2008-04-07 Thread Alex Escalona
Hi Josh,

Thanks again for corresponding with me regarding this proposal. I actually
have not had a chance yet to get my hands dirty with espeakeditor, or any of
the voice-building components in the interface, for that. I do understand
that it is something that can be done with a standard PC running a *nix
OS, though the memory demands might be an issue. On the other hand, I would
hope that hardware limitations at OLPC only become less restrictive with
time. And of course, more considerable processing power might be had via
solutions like those offered by the OLPC School server project.

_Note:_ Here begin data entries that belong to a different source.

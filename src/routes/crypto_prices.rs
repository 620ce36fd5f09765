use axum::extract::{Path, State};
use axum::http::StatusCode;
use axum::routing::get;
use axum::{Json, Router};
use tracing::{error, info};

use crate::errors::AppError;
use crate::models::{CryptoPrice, CryptoPriceForm};
use crate::state::AppState;

pub fn router() -> Router<AppState> {
    Router::new()
        .route("/", get(list_crypto_prices).post(create_crypto_price))
        .route("/new", get(new_crypto_price))
        .route(
            "/:id",
            get(show_crypto_price)
                .put(update_crypto_price)
                .patch(update_crypto_price)
                .delete(delete_crypto_price),
        )
        .route("/:id/edit", get(edit_crypto_price))
}

pub async fn list_crypto_prices(
    State(state): State<AppState>
) -> Result<Json<Vec<CryptoPrice>>, AppError> {
    info!("GET /crypto_prices - Fetching all crypto prices");
    let prices = state.crypto_prices.list_all().await
        .map_err(|e| {
            error!("Failed to fetch crypto prices: {}", e);
            e
        })?;
    Ok(Json(prices))
}

pub async fn new_crypto_price() -> Json<CryptoPriceForm> {
    info!("GET /crypto_prices/new - Blank crypto price form");
    Json(CryptoPriceForm::default())
}

pub async fn create_crypto_price(
    State(state): State<AppState>,
    Json(form): Json<CryptoPriceForm>
) -> Result<(StatusCode, Json<CryptoPrice>), AppError> {
    info!("POST /crypto_prices - Creating crypto price");
    let price = state.crypto_prices.create(form).await
        .map_err(|e| {
            error!("Failed to create crypto price: {}", e);
            e
        })?;
    info!("Crypto price {} was successfully created", price.id);
    Ok((StatusCode::CREATED, Json(price)))
}

pub async fn show_crypto_price(
    State(state): State<AppState>,
    Path(id): Path<i64>
) -> Result<Json<CryptoPrice>, AppError> {
    info!("GET /crypto_prices/{} - Fetching crypto price", id);
    let price = state.crypto_prices.find_by_id(id).await
        .map_err(|e| {
            error!("Failed to fetch crypto price {}: {}", id, e);
            e
        })?;
    Ok(Json(price))
}

pub async fn edit_crypto_price(
    State(state): State<AppState>,
    Path(id): Path<i64>
) -> Result<Json<CryptoPriceForm>, AppError> {
    info!("GET /crypto_prices/{}/edit - Crypto price form", id);
    let price = state.crypto_prices.find_by_id(id).await
        .map_err(|e| {
            error!("Failed to fetch crypto price {}: {}", id, e);
            e
        })?;
    Ok(Json(CryptoPriceForm::from(&price)))
}

pub async fn update_crypto_price(
    State(state): State<AppState>,
    Path(id): Path<i64>,
    Json(form): Json<CryptoPriceForm>
) -> Result<Json<CryptoPrice>, AppError> {
    info!("PUT /crypto_prices/{} - Updating crypto price", id);
    let price = state.crypto_prices.update(id, form).await
        .map_err(|e| {
            error!("Failed to update crypto price {}: {}", id, e);
            e
        })?;
    Ok(Json(price))
}

pub async fn delete_crypto_price(
    State(state): State<AppState>,
    Path(id): Path<i64>
) -> Result<StatusCode, AppError> {
    info!("DELETE /crypto_prices/{} - Deleting crypto price", id);
    state.crypto_prices.delete(id).await
        .map_err(|e| {
            error!("Failed to delete crypto price {}: {}", id, e);
            e
        })?;
    Ok(StatusCode::NO_CONTENT)
}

On a different note, your elaboration of the target end-user groups sums up
the topic very neatly! Also, I will be contacting the OLPC group in the
Solomon Islands for more on their TTS efforts.

Will you be doing any mentoring work during GSoC 2008?

Best,
Alex

On Sun, Apr 6, 2008 at 11:09 PM, Joshua Minor [EMAIL PROTECTED] wrote:

 I haven't tried to make a new espeak voice either.  It would be great if
 there were more female and child voices in addition to the existing male
 voices in espeak.  I suggest you give it a try.  If it takes a lot of ram or
 cpu time or just a lot of steps for the user, that may limit the
 possibilities - or just shape the focus of the project.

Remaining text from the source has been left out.